Der Uni Bozen bleiben Sie also noch treu?

Ich habe noch Lehraufträge und werde meinen Wohnsitz hier in Südtirol behalten und auch die Entwicklungen der ganzen Universität mit großem Interesse verfolgen.

 

 

Wie sieht die weitere Entwicklung der Universität Bozen aus?

Also in den acht Jahren, in denen ich auch als Rektor die Universität mit begleitet habe, haben wir enorme Fortschritte gemacht, nicht nur in der Qualität der Universität. Wir können Hochflüge im internationalen Ranking verzeichnen, was für eine junge und kleine Universität und eine Universität die in ganz besonderen Umständen arbeitet, mit Dreisprachigkeit usw., eine erstaunliche Leistung ist. Da muss ich wirklich allen Beteiligten, voran auch der Landesregierung, die uns die Mittel und die Infrastruktur zur Verfügung stellt, danken und auch meinen Kollegen und Kolleginnen, die sich wirklich für dieses Projekt engagiert haben, sowie der Verwaltung und den Studenten.  Das ist die solide Grundlage, auf der wir weiter gehen können. Was mich dann besonders freut und was hoffentlich weiter entwickelt wird, ist die Verbindung zum Territorium. Dass die Universität nicht irgendwie eine Elite-Universität ist, die irgendwo sein könnte, sondern dass wir uns mit all unseren Themen auf die territorialen Besonderheiten beziehen. Ob das in der Wirtschaft ist, mit Familienbetrieben und Kleinunternehmen, in der Landwirtschaft mit Agrikultur oder auch Nachhaltigkeit, im Bildungssystem und im Design. Wir sind mittlerweile präsent in der Bevölkerung und ich hoffe, dass das auch weiterhin ein Schwerpunkt der Universitätsleitung sein wird. Die Universität auch bildungsfremden Kreisen nahe zu bringen und zu sagen, die Universität ist nicht nur für einen kleinen Prozentsatz da, sondern die Universität ist ein Bezugspunkt.
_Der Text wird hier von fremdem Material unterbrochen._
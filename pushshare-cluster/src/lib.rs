pub mod bus;
pub mod error;
pub mod handler;
pub mod membership;
pub mod pubsub;
pub mod registration;
pub mod relay;
pub mod topics;

pub use bus::{LocalBus, MemoryBus, RedisBus};
pub use error::{Error, Result};
pub use handler::PubSubHandler;
pub use membership::{Membership, RoleChange};
pub use pubsub::{ConnectionStatus, PubSub, PubSubBuilder, PubSubConfig, Status};
pub use registration::{HttpRegistrationClient, InstanceRegistry, Registration};
pub use relay::{FrameStream, RelayState, SseConnector, StreamConnector};
pub use topics::{Topic, TopicHooks, TopicSnapshot};
//! Registration of this process's instance with the push server

pub mod http;

use async_trait::async_trait;

use pushshare_core::models::{ConnectionId, InstanceId};

use crate::error::Result;

pub use http::{build_client, HttpRegistrationClient};

/// Identity handed out by `add/user`
#[derive(Debug, Clone, PartialEq, Eq, serde::Deserialize)]
pub struct Registration {
    pub instance_id: InstanceId,
    pub connection_id: ConnectionId,
}

/// The three registration endpoints of the push server
///
/// Implementations carry no retry policy; callers decide whether to retry,
/// fall back or give up.
#[cfg_attr(test, mockall::automock)]
#[async_trait]
pub trait InstanceRegistry: Send + Sync {
    /// Register a new instance, attached to `existing` when given, otherwise
    /// on a fresh connection. The server may hand back a different
    /// connection than the one requested.
    async fn register_new(&self, existing: Option<ConnectionId>) -> Result<Registration>;

    /// Move an existing instance onto another connection group
    async fn change_connection(&self, instance_id: InstanceId, connection_id: ConnectionId) -> Result<()>;

    async fn remove_instance(&self, instance_id: InstanceId) -> Result<()>;
}
use config::{Config as ConfigBuilder, ConfigError, Environment, File};
use serde::{Deserialize, Serialize};
use std::path::Path;
use std::time::Duration;

/// Application configuration
#[derive(Debug, Clone, Default, Serialize, Deserialize)]
#[serde(default)]
pub struct Config {
    pub server: ServerConfig,
    pub bus: BusConfig,
    pub membership: MembershipConfig,
    pub relay: RelayConfig,
    pub registration: RegistrationConfig,
    pub facade: FacadeConfig,
    pub logging: LoggingConfig,
}

/// Push server exposing `add/user`, `remove/user`, `update/user` and `event`
#[derive(Debug, Clone, Serialize, Deserialize)]
#[serde(default)]
pub struct ServerConfig {
    pub base_url: String,
}

impl Default for ServerConfig {
    fn default() -> Self {
        Self {
            base_url: "http://localhost:8080".to_string(),
        }
    }
}

#[derive(Debug, Clone, Copy, PartialEq, Eq, Serialize, Deserialize)]
#[serde(rename_all = "lowercase")]
pub enum BusKind {
    /// In-process broadcast channel
    Memory,
    /// Redis pub/sub channel on a host-local Redis
    Redis,
}

#[derive(Debug, Clone, Serialize, Deserialize)]
#[serde(default)]
pub struct BusConfig {
    pub kind: BusKind,
    pub redis_url: String,
    pub channel: String,
    /// Capacity of the in-process broadcast channel
    pub capacity: usize,
}

impl Default for BusConfig {
    fn default() -> Self {
        Self {
            kind: BusKind::Redis,
            redis_url: "redis://127.0.0.1:6379".to_string(),
            channel: "pushshare:bus".to_string(),
            capacity: 1024,
        }
    }
}

#[derive(Debug, Clone, Serialize, Deserialize)]
#[serde(default)]
pub struct MembershipConfig {
    pub heartbeat_interval_ms: u64,
    pub check_interval_ms: u64,
    pub liveness_timeout_ms: u64,
    /// Delay between `new` and the first election, so acks can arrive
    pub announce_window_ms: u64,
}

impl Default for MembershipConfig {
    fn default() -> Self {
        Self {
            heartbeat_interval_ms: 1000,
            check_interval_ms: 1000,
            liveness_timeout_ms: 3000,
            announce_window_ms: 100,
        }
    }
}

impl MembershipConfig {
    #[must_use]
    pub const fn heartbeat_interval(&self) -> Duration {
        Duration::from_millis(self.heartbeat_interval_ms)
    }

    #[must_use]
    pub const fn check_interval(&self) -> Duration {
        Duration::from_millis(self.check_interval_ms)
    }

    #[must_use]
    pub const fn liveness_timeout(&self) -> Duration {
        Duration::from_millis(self.liveness_timeout_ms)
    }

    #[must_use]
    pub const fn announce_window(&self) -> Duration {
        Duration::from_millis(self.announce_window_ms)
    }
}

#[derive(Debug, Clone, Serialize, Deserialize)]
#[serde(default)]
pub struct RelayConfig {
    /// Consecutive frames an unknown instance may appear in before removal
    pub unknown_instance_threshold: u32,
    pub reconnect_min_delay_ms: u64,
    pub reconnect_max_delay_ms: u64,
}

impl Default for RelayConfig {
    fn default() -> Self {
        Self {
            unknown_instance_threshold: 3,
            reconnect_min_delay_ms: 500,
            reconnect_max_delay_ms: 30_000,
        }
    }
}

impl RelayConfig {
    #[must_use]
    pub const fn reconnect_min_delay(&self) -> Duration {
        Duration::from_millis(self.reconnect_min_delay_ms)
    }

    #[must_use]
    pub const fn reconnect_max_delay(&self) -> Duration {
        Duration::from_millis(self.reconnect_max_delay_ms)
    }
}

#[derive(Debug, Clone, Serialize, Deserialize)]
#[serde(default)]
pub struct RegistrationConfig {
    pub request_timeout_ms: u64,
}

impl Default for RegistrationConfig {
    fn default() -> Self {
        Self {
            request_timeout_ms: 10_000,
        }
    }
}

impl RegistrationConfig {
    #[must_use]
    pub const fn request_timeout(&self) -> Duration {
        Duration::from_millis(self.request_timeout_ms)
    }
}

#[derive(Debug, Clone, Serialize, Deserialize)]
#[serde(default)]
pub struct FacadeConfig {
    /// Deferral between leader checks while `open()` waits for an election
    pub open_poll_interval_ms: u64,
}

impl Default for FacadeConfig {
    fn default() -> Self {
        Self {
            open_poll_interval_ms: 50,
        }
    }
}

impl FacadeConfig {
    #[must_use]
    pub const fn open_poll_interval(&self) -> Duration {
        Duration::from_millis(self.open_poll_interval_ms)
    }
}

#[derive(Debug, Clone, Serialize, Deserialize)]
#[serde(default)]
pub struct LoggingConfig {
    pub level: String,
    pub format: String, // "json" or "pretty"
    pub file_path: Option<String>,
}

impl Default for LoggingConfig {
    fn default() -> Self {
        Self {
            level: "info".to_string(),
            format: "pretty".to_string(),
            file_path: None,
        }
    }
}

impl Config {
    /// Load configuration from multiple sources with priority:
    /// 1. Environment variables (highest priority)
    /// 2. Config file (if provided)
    /// 3. Defaults (lowest priority)
    pub fn load(config_file: Option<&str>) -> Result<Self, ConfigError> {
        let mut builder = ConfigBuilder::builder();

        if let Some(path) = config_file {
            if Path::new(path).exists() {
                builder = builder.add_source(File::with_name(path));
            }
        }

        // PUSHSHARE_MEMBERSHIP__HEARTBEAT_INTERVAL_MS, PUSHSHARE_SERVER__BASE_URL, ...
        builder = builder.add_source(
            Environment::with_prefix("PUSHSHARE")
                .prefix_separator("_")
                .separator("__")
                .try_parsing(true),
        );

        let config = builder.build()?;
        config.try_deserialize()
    }

    /// Load from environment variables only
    pub fn from_env() -> Result<Self, ConfigError> {
        Self::load(None)
    }

    /// Load from file path
    pub fn from_file(path: &str) -> Result<Self, ConfigError> {
        Self::load(Some(path))
    }

    /// Check cross-field constraints, returning every violation found
    pub fn validate(&self) -> Result<(), Vec<String>> {
        let mut errors = Vec::new();
        let membership = &self.membership;

        if self.server.base_url.is_empty() {
            errors.push("server.base_url must not be empty".to_string());
        } else if url::Url::parse(&self.server.base_url).is_err() {
            errors.push(format!("server.base_url is not a valid URL: {}", self.server.base_url));
        }
        if membership.heartbeat_interval_ms == 0 {
            errors.push("membership.heartbeat_interval_ms must be greater than 0".to_string());
        }
        if membership.check_interval_ms == 0 {
            errors.push("membership.check_interval_ms must be greater than 0".to_string());
        }
        // Absorb at least one missed heartbeat before declaring a peer dead
        if membership.liveness_timeout_ms <= membership.heartbeat_interval_ms.saturating_mul(2) {
            errors.push(format!(
                "membership.liveness_timeout_ms ({}) must exceed twice the heartbeat interval ({})",
                membership.liveness_timeout_ms, membership.heartbeat_interval_ms
            ));
        }
        if self.relay.reconnect_min_delay_ms > self.relay.reconnect_max_delay_ms {
            errors.push("relay.reconnect_min_delay_ms must not exceed relay.reconnect_max_delay_ms".to_string());
        }
        if self.bus.kind == BusKind::Redis && self.bus.redis_url.is_empty() {
            errors.push("bus.redis_url is required when bus.kind is redis".to_string());
        }
        if self.bus.channel.is_empty() {
            errors.push("bus.channel must not be empty".to_string());
        }
        if self.facade.open_poll_interval_ms == 0 {
            errors.push("facade.open_poll_interval_ms must be greater than 0".to_string());
        }

        if errors.is_empty() {
            Ok(())
        } else {
            Err(errors)
        }
    }
}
Ob sie nun dort studieren oder ob sie nur gelegentlich mitbekommen was die Uni macht, es ist aber ein Bezugspunkt für die ganze Region und die ganze Bevölkerung.

 

Sie haben die Bereiche Wirtschaft, Bildung und Design angesprochen. Als Professor für Soziale Arbeit, was glauben Sie, braucht es für die Zukunft des Territoriums Südtirol im sozialen Bereich?

Also hier ist klar geworden, gerade auch durch unsere Forschungsprojekte, dass Südtirol nicht irgendwie einen Sonderfall im globalen und im europäischen Kontext darstellt, sondern dass wir auch hier sehr wohl von Entwicklungen und Veränderungen betroffen sind, die alle Gesellschaften betreffen. Was den Unterschied ausmacht ist, dass wir die Gelegenheit hätten uns diesen Veränderungen bewusster und eben auch mit entsprechenden besseren Ressourcen zu stellen. Und da sehe ich eine große Gefahr, dass diese Chance nicht genutzt wird und man es darauf ankommen lässt bis sich Krisenzeichen zeigen. Man spürt das schon im Bereich der Flüchtlinge und Migranten, dass trotz aller Bemühungen oder Erklärungen das tatsächliche Ausmaß der notwendigen Veränderungen eben nicht wahrgenommen wird. Auch weil die Ressourcen die zur Verfügung wären nicht entsprechend eingesetzt werden um Südtirol zu einem guten Beispiel zu machen. Das gleiche gilt in Bezug auf die interethnischen und interkulturellen Begegnungen. Wir haben vieles geleistet, aber die Spannungen sind immer noch Hinweis auf eine unbewältigte Thematik in dieser Hinsicht. Und was mich dann eben sozial vor allen Dingen besorgt ist, dass auch hier die Schere zwischen Arm und Reich auseinander geht. Wir haben das gerade mit der Jugendstudie erlebt, dass Jugendliche nicht voll Anteil nehmen können am Erwachsen sein, sondern von Eltern abhängig bleiben und dass ihre Rolle zwischen denen geteilt ist, die Ressourcen privat organisieren können und sich entsprechend schützen können vor dieser Ungewissheit die auf alle zukommt, und denen, die untergehen. Hier ist keine genügende politische Voraussicht zu spüren, wie das aufgefangen werden kann und wie die Gesellschaft zusammengehalten werden kann. Wenn dann die Kriminalitätsstatistiken hoch gehen und der Unmut über Arbeitslosigkeit bei bestimmten Jugendlichen größer wird, dann wird man reagieren müssen. Aber wir könnten jetzt schon reagieren.

 

Das heißt, die sozialen Fragen werden in Zukunft mehr eine zentrale Rolle spielen?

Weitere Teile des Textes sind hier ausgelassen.